### ACTIVITY
Your job is to set down the stretch of entries that opens with the line containing "let next_local = (0..8u64)" and closes with the line containing "local: NaiveDateTime) ->". Keep both end lines, copy each exactly, and add nothing.

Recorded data
=== Begin Enclosure ===

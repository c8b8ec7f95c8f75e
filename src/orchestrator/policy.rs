//! Scheduling windows: business hours, weekends, and whose clock counts.

use chrono::{
    DateTime, Datelike, Days, FixedOffset, NaiveDateTime, NaiveTime, Timelike, Utc, Weekday,
};

use crate::config::OrchestratorConfig;
use crate::session::model::ContactTimezone;
use crate::survey::model::SchedulingConstraints;

const WINDOW_OPEN_HOUR: u32 = 9;
const WINDOW_CLOSE_HOUR: u32 = 17;

/// Outcome of checking a session against its survey's constraints.
#[derive(Debug, Clone, Copy, PartialEq, Eq)]
pub enum WindowCheck {
    Open,
    Closed { next_open: DateTime<Utc> },
}

#[derive(Debug, Clone)]
pub struct SchedulingPolicy {
    local_offset: FixedOffset,
    horizon: chrono::Duration,
}

impl SchedulingPolicy {
    pub fn new(local_offset: FixedOffset, horizon: std::time::Duration) -> Self {
        Self {
            local_offset,
            horizon: chrono::Duration::from_std(horizon).unwrap_or(chrono::Duration::days(3)),
        }
    }

    pub fn from_config(config: &OrchestratorConfig) -> Self {
        Self::new(config.local_offset, config.window_horizon)
    }

    /// The offset "local time" means for this contact.
    pub fn resolve_offset(
        &self,
        constraints: &SchedulingConstraints,
        contact_tz: Option<ContactTimezone>,
    ) -> FixedOffset {
        match contact_tz {
            Some(tz) if constraints.respect_contact_timezone => tz.offset(),
            _ => self.local_offset,
        }
    }

    pub fn check(
        &self,
        constraints: &SchedulingConstraints,
        contact_tz: Option<ContactTimezone>,
        now: DateTime<Utc>,
    ) -> WindowCheck {
        if !constraints.business_hours_only && !constraints.avoid_weekends {
            return WindowCheck::Open;
        }

        let offset = self.resolve_offset(constraints, contact_tz);
        let local = now.with_timezone(&offset).naive_local();
        if permitted(constraints, local) {
            return WindowCheck::Open;
        }

        let opens_at = if constraints.business_hours_only {
            NaiveTime::from_hms_opt(WINDOW_OPEN_HOUR, 0, 0).unwrap_or(NaiveTime::MIN)
        } else {
            NaiveTime::MIN
        };

        // Any window is at most three days away (Friday evening to Monday morning).
        let next_local = (0..8u64)
            .filter_map(|d| local.date().checked_add_days(Days::new(d)))
            .map(|date| date.and_time(opens_at))
            .find(|candidate| *candidate > local && permitted(constraints, *candidate));

        let next_open = match next_local {
            Some(naive) => to_utc(naive, offset),
            None => now + chrono::Duration::days(1),
        };
        WindowCheck::Closed { next_open }
    }

    /// Whether a closed window reopens soon enough to reschedule to it.
    pub fn within_horizon(&self, now: DateTime<Utc>, next_open: DateTime<Utc>) -> bool {
        next_open.signed_duration_since(now) <= self.horizon
    }
}

fn permitted(constraints: &SchedulingConstraints, local: NaiveDateTime) -> bool {
    if constraints.avoid_weekends && matches!(local.weekday(), Weekday::Sat | Weekday::Sun) {
        return false;
    }
    if constraints.business_hours_only {
        return (WINDOW_OPEN_HOUR..WINDOW_CLOSE_HOUR).contains(&local.hour());
    }
    true
}

fn to_utc(local: NaiveDateTime, offset: FixedOffset) -> DateTime<Utc> {
    (local - chrono::Duration::seconds(i64::from(offset.local_minus_utc()))).and_utc()
}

=== End Enclosure ===

### ANSWER TO THE EXERCISE
        let next_local = (0..8u64)
            .filter_map(|d| local.date().checked_add_days(Days::new(d)))
            .map(|date| date.and_time(opens_at))
            .find(|candidate| *candidate > local && permitted(constraints, *candidate));

        let next_open = match next_local {
            Some(naive) => to_utc(naive, offset),
            None => now + chrono::Duration::days(1),
        };
        WindowCheck::Closed { next_open }
    }

    /// Whether a closed window reopens soon enough to reschedule to it.
    pub fn within_horizon(&self, now: DateTime<Utc>, next_open: DateTime<Utc>) -> bool {
        next_open.signed_duration_since(now) <= self.horizon
    }
}

fn permitted(constraints: &SchedulingConstraints, local: NaiveDateTime) -> bool {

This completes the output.